Bagian 14

7K 342 16
                                    


Pov : Yura

Aku meminta Mas Danu untuk tidak menemuiku sepulang dari hotel waktu itu. Bahkan aku tidak pernah memberikan nomor ponselku padanya. Sejujurnya aku bimbang jika harus kembali bersama Mas Danu, meskipun kenyataannya aku wanita yang sangat beruntung bisa memiliki lelaki sepertinya.

Ibu Nur masih lama pulang dari luar kota. Kesendirian membuat pikiranku semakin melayang. Sedang apakah Mas Danu di sana? Apakah dia sedang memikirkanku juga?

Drett ... dreet ... dreet ....

Ponselku bergetar di atas nakas, dengan malas aku beringsut dari ranjang lalu membaca isi pesannya.
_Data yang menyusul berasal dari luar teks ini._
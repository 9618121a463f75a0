// Copyright 2025 The chess-rules Authors
//
//    Licensed under the Apache License, Version 2.0 (the "License");
//    you may not use this file except in compliance with the License.
//    You may obtain a copy of the License at
//
//        http://www.apache.org/licenses/LICENSE-2.0
//
//    Unless required by applicable law or agreed to in writing, software
//    distributed under the License is distributed on an "AS IS" BASIS,
//    WITHOUT WARRANTIES OR CONDITIONS OF ANY KIND, either express or implied.
//    See the License for the specific language governing permissions and
//    limitations under the License.

use serde::{Deserialize, Serialize};
use std::ops::Not;
use strum_macros::{Display, EnumIter};

#[derive(Debug, Serialize, Deserialize, Display, Clone, Copy, PartialEq, Eq, Hash, EnumIter)]
pub enum Color {
    White,
    Black,
}

use Color::{Black, White};

impl Color {
    /// Row delta for a pawn advancing one square.
    #[inline]
    pub const fn forward(&self) -> i8 {
        match self {
            White => 1,
            Black => -1,
        }
    }

    #[inline]
    pub const fn back_rank(&self) -> u8 {
        match self {
            White => 1,
            Black => 8,
        }
    }

    #[inline]
    pub const fn pawn_start_rank(&self) -> u8 {
        match self {
            White => 2,
            Black => 7,
        }
    }

    /// Row a pawn must stand on to capture en passant.
    #[inline]
    pub const fn en_passant_rank(&self) -> u8 {
        match self {
            White => 5,
            Black => 4,
        }
    }

    #[inline]
    pub const fn promotion_rank(&self) -> u8 {
        match self {
            White => 8,
            Black => 1,
        }
    }
}

impl Not for Color {
    type Output = Self;

    #[inline]
    fn not(self) -> Self {
        match self {
            White => Black,
            Black => White,
        }
    }
}

#[derive(Debug, Serialize, Deserialize, Display, Clone, Copy, PartialEq, Eq, Hash, EnumIter)]
pub enum PieceKind {
    Pawn,
    Rook,
    Knight,
    Bishop,
    Queen,
    King,
}

impl PieceKind {
    /// The four kinds a pawn may promote to.
    pub const PROMOTION_CHOICES: [Self; 4] = [Self::Queen, Self::Rook, Self::Bishop, Self::Knight];

    /// Algebraic-notation letter. Pawns have none; the knight uses "N"
    /// because "K" belongs to the king.
    pub const fn symbol(&self) -> &'static str {
        match self {
            Self::Pawn => "",
            Self::Rook => "R",
            Self::Knight => "N",
            Self::Bishop => "B",
            Self::Queen => "Q",
            Self::King => "K",
        }
    }

    #[inline]
    pub fn is_promotion_choice(&self) -> bool {
        Self::PROMOTION_CHOICES.contains(self)
    }

    #[inline]
    pub fn is_king(&self) -> bool {
        matches!(*self, Self::King)
    }

    #[inline]
    pub fn is_pawn(&self) -> bool {
        matches!(*self, Self::Pawn)
    }
}

/// A piece in play: color, kind, and whether it has physically moved.
/// The flag gates castling and the pawn double step; it is set exactly
/// once, on the piece's first move (including the rook's leg of a
/// castle).
#[derive(Debug, Serialize, Deserialize, Clone, Copy, PartialEq, Eq, Hash)]
pub struct Piece {
    color: Color,
    kind: PieceKind,
    has_moved: bool,
}

impl Piece {
    #[inline]
    pub const fn new(color: Color, kind: PieceKind) -> Self {
        Self {
            color,
            kind,
            has_moved: false,
        }
    }

    #[inline]
    pub const fn color(&self) -> Color {
        self.color
    }

    #[inline]
    pub const fn kind(&self) -> PieceKind {
        self.kind
    }

    #[inline]
    pub const fn has_moved(&self) -> bool {
        self.has_moved
    }

    #[inline]
    pub(crate) fn mark_moved(&mut self) {
        self.has_moved = true;
    }

    /// FEN letter: uppercase for White, lowercase for Black.
    pub const fn fen_char(&self) -> char {
        let c = match self.kind {
            PieceKind::Pawn => 'p',
            PieceKind::Rook => 'r',
            PieceKind::Knight => 'n',
            PieceKind::Bishop => 'b',
            PieceKind::Queen => 'q',
            PieceKind::King => 'k',
        };
        match self.color {
            White => c.to_ascii_uppercase(),
            Black => c,
        }
    }
}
[Assalamulaikum, Yun. Hari ini aku datang sama Ibu, ke rumahmu]

Maunya Hamza apa sih? Kenapa dia sangat ingin mempertemukan aku dan Ibunya? Dengan segala pertimbangan akhirnya aku membalas pesannya.

[Za, kita bisa ketemu di cafe, tidak harus datang ke rumah kan?] send.

[Ini serius, Yun. Ibu pengen bicara sama kamu]

Aku tidak membalasnya, kubiarkan ponsel itu bergetar beberapa kali.

***

“Bik, makan ikan asin kayaknya enak, ya!” kataku siang itu pada Bik Nung ketika kami sedang masak bersama di dapur.

“Non mau juga makan ikan asin?” tanya Bik Nung heran.

“Emang kenapa?”

“Nggak apa-apa sih, Non. Heran aja, ada juga ternyata orang cantik yang mau makan ikan asin,” kata Bik Nung mengulum senyum.

“Ya Ampun Bik, ya iyalah cantik. Masa iya perempuan tampan? Hemm, emang Bik Nung aja yang mau?”

“Kalau saya mah orang susah, Non. Biasa aja makan ikan asin. Lah kalau Non? Seorang penyanyi, masak mau makan ikan asin, hihhihi.” Bik Nung tertawa.

“Ah, Bik Nung suka gitu.” Aku memonyongkan bibirku kesal. “ Kita di mata Allah sama saja, Bik. Hanya amal ibadah yang membedakan. Sudah, ah! Kok aku jadi ceramah sih, ayukk kita masak!” Aku ikut tertawa dan mengajak kembali memasak.

Kami memasak sambil bercanda. Aku berusaha melupakan semua kesedihan yang sejak kemarin menguap. Aku mencoba rileks dan berpikir positif, semua yang kujalani sudah diatur oleh Sang Maha Kuasa. Aku tidak ingin protes apalagi mengeluh, berusaha ikhlas dan menerima dengan lapang dada adalah hal terbaik.

Ketika sedang asik memasak terdengar bel berbunyi. Sepertinya ada tamu.

“Non, saya buka pintu dulu,” pamit Bik Nung.

“Eh Bik, biar saya saja,” kataku sembari mencuci tangan di keran.

Sampai di depan kubukakan pintu, terlihat Hamzah bersama wanita paruh baya yang kukenal.
Aku langsung menyalami Bu Nike dan Hamzah kemudian mempersilakan mereka masuk.

“Tumben, Bu. Mampir ke sini? Ada perlu apakah? Karena biasanya kita bertemu di cafe,” tanyaku setelah kami duduk di sofa ruang tamu.

“Begini, Yun. Ibu ini sudah tua, Hamza tidak mau wanita lainnya dia hanya ingin kamu, Yun.”

Aku diam saja, sebenarnya aku masih kesal dengan sikap Hamza kemarin pada Mas Danu.

“Bu ... apa Hamza sudah cerita kalau saya ini ... “

“Masih istri orang?” tanya Ibu memotong kalimatku, dia mengulas senyum lalu berkata “Kami tidak memaksa, kok.”

“Eh, iya Bu. Ada satu hal lagi“ jawabku sedikit merasa tidak enak. Bu Nike beranjak dan duduk di sisiku. Di belainya kepalaku.